Collected data

-=-=-

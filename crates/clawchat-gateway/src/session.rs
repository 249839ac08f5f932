//! SNaP2P session engine.
//!
//! A session pairs one local identity with one remote principal over
//! a single transport stream. The dialer speaks first: it sends its
//! hello (attestation + target principal) and then reads the
//! responder's. The responder reads first so it can pick the hosted
//! identity the dialer asked for, then answers with that identity's
//! attestation.
//!
//! Either side closes on: an invalid attestation, an attested node
//! key that differs from the one the transport reports, an oversize
//! frame, or a read error. After authentication the stream is split;
//! a reader task forwards inbound frames to the event loop and a
//! writer task drains the outbound queue.

use std::collections::HashMap;
use std::time::Duration;

use futures::{AsyncReadExt, AsyncWriteExt};
use libp2p::PeerId;
use tokio::sync::{mpsc, oneshot};

use clawchat_identity::attestation::{create_attestation, verify_attestation};
use clawchat_identity::Identity;
use clawchat_protocol::frame::{read_frame, write_frame, Frame, HelloFrame};
use clawchat_types::{ClawchatError, NodeKey, Principal, Result, Timestamp};

use crate::manager::HandshakeCatalog;

/// Deadline for a dial plus handshake.
pub const HANDSHAKE_TIMEOUT: Duration = Duration::from_secs(10);

/// Outbound frame queue depth per session.
const SESSION_QUEUE_SIZE: usize = 64;

// ---------------------------------------------------------------------------
// Events & commands
// ---------------------------------------------------------------------------

/// What session tasks report back to the event loop.
pub enum SessionEvent {
    /// An inbound handshake completed; the loop should register the
    /// session and start its I/O tasks.
    InboundEstablished {
        /// Transport peer on the other end.
        peer: PeerId,
        /// The local identity that answered.
        local: Principal,
        /// The authenticated remote principal.
        remote: Principal,
        /// Node key bound by the remote's attestation.
        remote_node_key: NodeKey,
        /// The authenticated stream.
        stream: libp2p::Stream,
    },
    /// An inbound handshake failed; log-only.
    HandshakeFailed {
        /// Transport peer on the other end.
        peer: PeerId,
        /// Why, distinguishable in logs from a timeout.
        reason: String,
    },
    /// A frame arrived on an authenticated session.
    Frame {
        /// The session it arrived on.
        session_id: u64,
        /// The decoded frame.
        frame: Frame,
    },
    /// A session's stream ended.
    Closed {
        /// The session that closed.
        session_id: u64,
        /// Close cause for logs.
        reason: String,
    },
}

/// One queued outbound frame.
pub struct SessionCommand {
    /// Frame to write.
    pub frame: Frame,
    /// Optional write acknowledgement for callers that need
    /// transport-level success (the delivery engine does).
    pub reply: Option<oneshot::Sender<Result<()>>>,
}

// ---------------------------------------------------------------------------
// Handshakes
// ---------------------------------------------------------------------------

/// Drives the dialer half of the handshake on a fresh stream.
///
/// Returns the authenticated remote principal. `target` names the
/// principal we want on the other end; `None` accepts whichever
/// identity the responder answers with (used by `connect`).
pub async fn handshake_outbound(
    stream: &mut libp2p::Stream,
    identity: &Identity,
    gateway_node_key: NodeKey,
    remote_transport_key: NodeKey,
    target: Option<&Principal>,
) -> Result<Principal> {
    let attestation = create_attestation(identity, gateway_node_key, None)?;
    write_frame(
        stream,
        &Frame::Hello(HelloFrame {
            attestation,
            target: target.cloned(),
        }),
    )
    .await?;

    let hello = expect_hello(read_frame(stream).await?)?;
    check_remote_attestation(&hello, remote_transport_key)?;
    Ok(hello.attestation.principal)
}

/// Drives the responder half of the handshake on an accepted stream.
///
/// Returns `(local identity principal, remote principal)`.
pub async fn handshake_inbound(
    stream: &mut libp2p::Stream,
    catalog: &HandshakeCatalog,
    gateway_node_key: NodeKey,
    remote_transport_key: NodeKey,
) -> Result<(Principal, Principal)> {
    let hello = expect_hello(read_frame(stream).await?)?;
    check_remote_attestation(&hello, remote_transport_key)?;
    let remote = hello.attestation.principal.clone();

    let (local, identity) = catalog.select(hello.target.as_ref())?;
    let attestation = create_attestation(&identity, gateway_node_key, None)?;
    write_frame(
        stream,
        &Frame::Hello(HelloFrame {
            attestation,
            target: Some(remote.clone()),
        }),
    )
    .await?;

    Ok((local, remote))
}

fn expect_hello(frame: Frame) -> Result<HelloFrame> {
    match frame {
        Frame::Hello(hello) => Ok(hello),
        other => Err(ClawchatError::Protocol {
            reason: format!("expected hello frame, got {}", other.kind()),
        }),
    }
}

fn check_remote_attestation(hello: &HelloFrame, remote_transport_key: NodeKey) -> Result<()> {
    verify_attestation(&hello.attestation)?;
    if hello.attestation.node_key != remote_transport_key {
        return Err(ClawchatError::Auth {
            reason: format!(
                "attested node key {} does not match transport key {}",
                hello.attestation.node_key, remote_transport_key
            ),
        });
    }
    Ok(())
}

// ---------------------------------------------------------------------------
// Session I/O tasks
// ---------------------------------------------------------------------------

/// Splits an authenticated stream into reader and writer tasks.
///
/// The reader forwards frames to `events`; the writer drains the
/// returned queue. Dropping every queue sender closes the write half,
/// which ends the session.
pub fn spawn_session_io(
    session_id: u64,
    stream: libp2p::Stream,
    events: mpsc::Sender<SessionEvent>,
) -> mpsc::Sender<SessionCommand> {
    let (tx, mut rx) = mpsc::channel::<SessionCommand>(SESSION_QUEUE_SIZE);
    let (mut read_half, mut write_half) = stream.split();

    // Reader: frames in order until the stream ends.
    tokio::spawn(async move {
        loop {
            match read_frame(&mut read_half).await {
                Ok(frame) => {
                    if events
                        .send(SessionEvent::Frame { session_id, frame })
                        .await
                        .is_err()
                    {
                        return;
                    }
                }
                Err(e) => {
                    let _ = events
                        .send(SessionEvent::Closed {
                            session_id,
                            reason: e.to_string(),
                        })
                        .await;
                    return;
                }
            }
        }
    });

    // Writer: queue until all senders drop, then half-close.
    tokio::spawn(async move {
        while let Some(SessionCommand { frame, reply }) = rx.recv().await {
            let result = write_frame(&mut write_half, &frame).await;
            let failed = result.is_err();
            if let Some(reply) = reply {
                let _ = reply.send(result);
            } else if failed {
                tracing::debug!(session_id, "session write failed");
            }
            if failed {
                break;
            }
        }
        let _ = write_half.close().await;
    });

    tx
}

// ---------------------------------------------------------------------------
// Session table
// ---------------------------------------------------------------------------

/// One authenticated session's loop-side bookkeeping.
pub struct Session {
    /// Loop-assigned id.
    pub id: u64,
    /// Local identity principal.
    pub local: Principal,
    /// Authenticated remote principal.
    pub remote: Principal,
    /// Node key from the remote's attestation.
    pub remote_node_key: NodeKey,
    /// Transport peer behind the session.
    pub peer: PeerId,
    /// Outbound frame queue.
    pub tx: mpsc::Sender<SessionCommand>,
    /// When the session authenticated.
    pub created_at: Timestamp,
    /// Most recent successful send or receive.
    pub last_used: Timestamp,
}

/// All live sessions, indexed by id and by (local, remote) pair.
///
/// Invariant: at most one authenticated session per pair; registering
/// a duplicate evicts the older session.
#[derive(Default)]
pub struct SessionTable {
    next_id: u64,
    by_id: HashMap<u64, Session>,
    by_pair: HashMap<(Principal, Principal), u64>,
}

impl SessionTable {
    /// Allocates the next session id.
    pub fn next_id(&mut self) -> u64 {
        self.next_id += 1;
        self.next_id
    }

    /// Registers an authenticated session, returning the evicted
    /// older session for the same pair, if any.
    pub fn register(&mut self, session: Session) -> Option<Session> {
        let pair = (session.local.clone(), session.remote.clone());
        let evicted = self
            .by_pair
            .insert(pair, session.id)
            .and_then(|old_id| self.by_id.remove(&old_id));
        self.by_id.insert(session.id, session);
        evicted
    }

    /// Removes a session by id (stream closed).
    pub fn remove(&mut self, session_id: u64) -> Option<Session> {
        let session = self.by_id.remove(&session_id)?;
        let pair = (session.local.clone(), session.remote.clone());
        // Only clear the pair index if it still points at this session.
        if self.by_pair.get(&pair) == Some(&session_id) {
            self.by_pair.remove(&pair);
        }
        Some(session)
    }

    /// Looks up a session by id.
    pub fn get(&self, session_id: u64) -> Option<&Session> {
        self.by_id.get(&session_id)
    }

    /// Mutable lookup by id.
    pub fn get_mut(&mut self, session_id: u64) -> Option<&mut Session> {
        self.by_id.get_mut(&session_id)
    }

    /// The authenticated session for a (local, remote) pair.
    pub fn for_pair(&self, local: &Principal, remote: &Principal) -> Option<&Session> {
        let id = self.by_pair.get(&(local.clone(), remote.clone()))?;
        self.by_id.get(id)
    }

    /// All sessions of one local identity, most recently used first.
    pub fn for_identity(&self, local: &Principal) -> Vec<&Session> {
        let mut sessions: Vec<&Session> = self
            .by_id
            .values()
            .filter(|s| &s.local == local)
            .collect();
        sessions.sort_by(|a, b| b.last_used.cmp(&a.last_used).then(a.remote.cmp(&b.remote)));
        sessions
    }

    /// Remote principals connected to one local identity.
    pub fn connected_remotes(&self, local: &Principal) -> Vec<Principal> {
        let mut remotes: Vec<Principal> = self
            .by_id
            .values()
            .filter(|s| &s.local == local)
            .map(|s| s.remote.clone())
            .collect();
        remotes.sort();
        remotes.dedup();
        remotes
    }

    /// Whether any session exists to `remote` on `local`.
    pub fn is_connected(&self, local: &Principal, remote: &Principal) -> bool {
        self.by_pair.contains_key(&(local.clone(), remote.clone()))
    }

    /// Every live session.
    pub fn iter(&self) -> impl Iterator<Item = &Session> {
        self.by_id.values()
    }

    /// Drains the table for shutdown.
    pub fn drain(&mut self) -> Vec<Session> {
        self.by_pair.clear();
        self.by_id.drain().map(|(_, s)| s).collect()
    }

    /// Number of live sessions.
    pub fn len(&self) -> usize {
        self.by_id.len()
    }

    /// Whether no sessions exist.
    pub fn is_empty(&self) -> bool {
        self.by_id.is_empty()
    }
}

// ---------------------------------------------------------------------------
// Tests
// ---------------------------------------------------------------------------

-=-=-

→ **WORK TASK**:
Retype the entries exactly from the first line, stopping after the line with "an attested node".

→ **FINISHED EXERCISE**:
filename crates/clawchat-gateway/src/session.rs
repository 249839ac08f5f932
//! SNaP2P session engine.
//!
//! A session pairs one local identity with one remote principal over
//! a single transport stream. The dialer speaks first: it sends its
//! hello (attestation + target principal) and then reads the
//! responder's. The responder reads first so it can pick the hosted
//! identity the dialer asked for, then answers with that identity's
//! attestation.
//!
//! Either side closes on: an invalid attestation, an attested node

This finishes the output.